MADRID.- Las cosas terminaron mejor de lo que se esperaba para el capitán argentino del Rainbow Warrior, el famoso barco de Greenpeace, para quien se habían pedido doce años de prisión por el supuesto delito de agresión durante una protesta y que ayer se saldaron con sólo seis meses en suspenso por "desobediencia" a la autoridad.

"Esto es una condena claramente absolutoria, si vale el término, y estamos contentos. Lo que queda demostrado con esto es que nuestra asociación y nuestra gente no cometieron ningún delito, si es que así puede llamarse intentar resistirse a la guerra de Irak", dijo ayer a LA NACION el director general de Greenpeace en España, Juan López de Uralde.

La controversia había comenzado hace ya dos años. Por entonces, el buque insignia de la entidad ambientalista fondeó en aguas de la bahía de Rota, cerca de Cádiz, para exhibir una pancarta contra el inminente estallido de la guerra.

El barco navegaba al mando del argentino Daniel Rizzotti, un ex oficial de nuestra marina mercante que se sumó a la batalla por la ecología.

Las autoridades lo acusaron entonces, junto a otros cuatro activistas, de bloquear una "zona de seguridad" naval y de agredir a miembros de la Guardia Civil que abordaron el barco. Fue una cuestión grave por la que se pidieron largas penas de prisión efectiva.

El trámite judicial se decantó ayer al quedar establecido que la acusación no guardaba relación con los hechos. "Lo único que hicimos fue defender nuestro derecho de expresión", dijo Rizzotti. El argentino se mostró satisfecho con el fallo, en el que vislumbra "el final de una etapa negra en la que se intentó silenciar la voz de quienes luchamos por la paz".

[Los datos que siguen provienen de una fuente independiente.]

// Claude API streaming client using reqwest-eventsource.
//
// Sends the support conversation to the Anthropic Messages API with
// `stream: true` and forwards the Server-Sent Events as `ChatEvent`s over an
// mpsc channel.

use futures_util::StreamExt;
use reqwest_eventsource::{Event, RequestBuilderExt};
use serde::Serialize;
use serde_json::Value;
use tokio::sync::mpsc;
use tracing::{debug, warn};

use tierlist_core::config::Config;

// ---------------------------------------------------------------------------
// Constants
// ---------------------------------------------------------------------------

const ANTHROPIC_API_URL: &str = "https://api.anthropic.com/v1/messages";
const ANTHROPIC_VERSION: &str = "2023-06-01";

// ---------------------------------------------------------------------------
// Events and request messages
// ---------------------------------------------------------------------------

/// Streaming output for one assistant reply. `generation` identifies the
/// request so stale events can be dropped.
#[derive(Debug, Clone, PartialEq, Eq)]
pub enum ChatEvent {
    Token {
        text: String,
        generation: u64,
    },
    Complete {
        full_text: String,
        input_tokens: u32,
        output_tokens: u32,
        generation: u64,
    },
    Error {
        message: String,
        generation: u64,
    },
}

impl ChatEvent {
    pub fn generation(&self) -> u64 {
        match self {
            ChatEvent::Token { generation, .. }
            | ChatEvent::Complete { generation, .. }
            | ChatEvent::Error { generation, .. } => *generation,
        }
    }
}

/// One turn in the Messages API `messages` array.
#[derive(Debug, Clone, PartialEq, Eq, Serialize)]
pub struct ApiMessage {
    pub role: &'static str,
    pub content: String,
}

// ---------------------------------------------------------------------------
// ClaudeClient
// ---------------------------------------------------------------------------

/// Low-level Claude API streaming client.
pub struct ClaudeClient {
    http: reqwest::Client,
    api_key: String,
    model: String,
    endpoint: String,
}

impl ClaudeClient {
    pub fn new(api_key: String, model: String) -> Self {
        Self::with_endpoint(api_key, model, ANTHROPIC_API_URL.to_string())
    }

    /// Client that posts to `endpoint` instead of the public API.
    pub fn with_endpoint(api_key: String, model: String, endpoint: String) -> Self {
        Self {
            http: reqwest::Client::new(),
            api_key,
            model,
            endpoint,
        }
    }

    /// Send the conversation and stream the reply as `ChatEvent`s over `tx`.
    ///
    /// Returns when the stream completes, fails, or the receiver is dropped.
    /// Failures are reported as `ChatEvent::Error`, not as `Err`.
    pub async fn stream_message(
        &self,
        system: &str,
        messages: &[ApiMessage],
        max_tokens: u32,
        tx: mpsc::Sender<ChatEvent>,
        generation: u64,
    ) -> anyhow::Result<()> {
        if self.api_key.is_empty() {
            let _ = tx
                .send(ChatEvent::Error {
                    message: "API key not configured".to_string(),
                    generation,
                })
                .await;
            return Ok(());
        }

        let body = serde_json::json!({
            "model": self.model,
            "max_tokens": max_tokens,
            "stream": true,
            "system": system,
            "messages": messages,
        });

        let request = self
            .http
            .post(&self.endpoint)
            .header("x-api-key", &self.api_key)
            .header("anthropic-version", ANTHROPIC_VERSION)
            .header("content-type", "application/json")
            .json(&body);

        let mut es = match request.eventsource() {
            Ok(es) => es,
            Err(e) => {
                let _ = tx
                    .send(ChatEvent::Error {
                        message: format!("Failed to create event source: {e}"),
                        generation,
                    })
                    .await;
                return Ok(());
            }
        };

        let mut full_text = String::new();
        let mut input_tokens: u32 = 0;
        let mut output_tokens: u32 = 0;

        while let Some(event) = es.next().await {
            match event {
                Ok(Event::Open) => {
                    debug!("SSE connection opened");
                }
                Ok(Event::Message(msg)) => match msg.event.as_str() {
                    "message_start" => {
                        match parse_input_tokens(&msg.data) {
                            Some(n) => input_tokens = n,
                            None => warn!("failed to parse input_tokens from message_start"),
                        }
                    }
                    "content_block_delta" => {
                        if let Some(text) = parse_delta_text(&msg.data) {
                            full_text.push_str(&text);
                            if tx
                                .send(ChatEvent::Token { text, generation })
                                .await
                                .is_err()
                            {
                                // Receiver gone.
                                es.close();
                                return Ok(());
                            }
                        }
                    }
                    "message_delta" => {
                        if let Some(n) = parse_output_tokens(&msg.data) {
                            output_tokens = n;
                        }
                    }
                    "message_stop" => {
                        debug!(input_tokens, output_tokens, "support reply complete");
                        let _ = tx
                            .send(ChatEvent::Complete {
                                full_text,
                                input_tokens,
                                output_tokens,
                                generation,
                            })
                            .await;
                        es.close();
                        return Ok(());
                    }
                    other => {
                        debug!(event_type = other, "ignoring SSE event");
                    }
                },
                Err(err) => {
                    warn!(?err, "SSE stream error");
                    let _ = tx
                        .send(ChatEvent::Error {
                            message: extract_error_message(&err),
                            generation,
                        })
                        .await;
                    es.close();
                    return Ok(());
                }
            }
        }

        // Stream ended without message_stop.
        let event = if full_text.is_empty() {
            ChatEvent::Error {
                message: "Stream ended unexpectedly without any content".to_string(),
                generation,
            }
        } else {
            ChatEvent::Complete {
                full_text,
                input_tokens,
                output_tokens,
                generation,
            }
        };
        let _ = tx.send(event).await;
        Ok(())
    }
}

// ---------------------------------------------------------------------------
// LlmClient wrapper
// ---------------------------------------------------------------------------

/// Either a configured Claude client or disabled (no API key).
pub enum LlmClient {
    Active(ClaudeClient),
    Disabled,
}

impl LlmClient {
    /// `Active` when credentials carry a non-empty API key.
    pub fn from_config(config: &Config) -> Self {
        match &config.credentials.anthropic_api_key {
            Some(key) if !key.trim().is_empty() => {
                LlmClient::Active(ClaudeClient::new(key.trim().to_string(), config.chat.model.clone()))
            }
            _ => LlmClient::Disabled,
        }
    }

    pub fn is_enabled(&self) -> bool {
        matches!(self, LlmClient::Active(_))
    }

    /// Stream a reply, or send a single `Error` event when disabled.
    pub async fn stream_message(
        &self,
        system: &str,
        messages: &[ApiMessage],
        max_tokens: u32,
        tx: mpsc::Sender<ChatEvent>,
        generation: u64,
    ) -> anyhow::Result<()> {
        match self {
            LlmClient::Active(client) => {
                client
                    .stream_message(system, messages, max_tokens, tx, generation)
                    .await
            }
            LlmClient::Disabled => {
                let _ = tx
                    .send(ChatEvent::Error {
                        message: "Support chat is not configured".to_string(),
                        generation,
                    })
                    .await;
                Ok(())
            }
        }
    }
}

// ---------------------------------------------------------------------------
// SSE JSON parsing helpers
// ---------------------------------------------------------------------------

/// `message.usage.input_tokens` from a `message_start` event.
pub(crate) fn parse_input_tokens(data: &str) -> Option<u32> {
    let v: Value = serde_json::from_str(data).ok()?;
    v.get("message")?
        .get("usage")?
        .get("input_tokens")?
        .as_u64()
        .map(|n| n as u32)
}

/// `delta.text` from a `content_block_delta` event.
pub(crate) fn parse_delta_text(data: &str) -> Option<String> {
    let v: Value = serde_json::from_str(data).ok()?;
    v.get("delta")?.get("text")?.as_str().map(str::to_string)
}

/// `usage.output_tokens` from a `message_delta` event.
pub(crate) fn parse_output_tokens(data: &str) -> Option<u32> {
    let v: Value = serde_json::from_str(data).ok()?;
    v.get("usage")?
        .get("output_tokens")?
        .as_u64()
        .map(|n| n as u32)
}

fn extract_error_message(err: &reqwest_eventsource::Error) -> String {
    match err {
        reqwest_eventsource::Error::InvalidStatusCode(status, _response) => {
            format!("API returned status {status}")
        }
        reqwest_eventsource::Error::Transport(e) => format!("Network error: {e}"),
        other => format!("Stream error: {other}"),
    }
}

// ---------------------------------------------------------------------------
// Unit tests
// ---------------------------------------------------------------------------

Después de lo ocurrido -dijo- "lo que siento es que estamos más afianzados en la batalla por defender la ecología", a la vez que agradeció a las más de 86.000 personas que se solidarizaron con su causa al firmar un petitorio que decía "yo también rechacé la guerra de Irak. Yo también debo ir a la cárcel". Greenpeace estudia apelar la prisión en suspenso.

La ministra española de Medio Ambiente, Cristina Narbona, saludó el fallo judicial y coincidió con que la acusación inicial era una "exageración".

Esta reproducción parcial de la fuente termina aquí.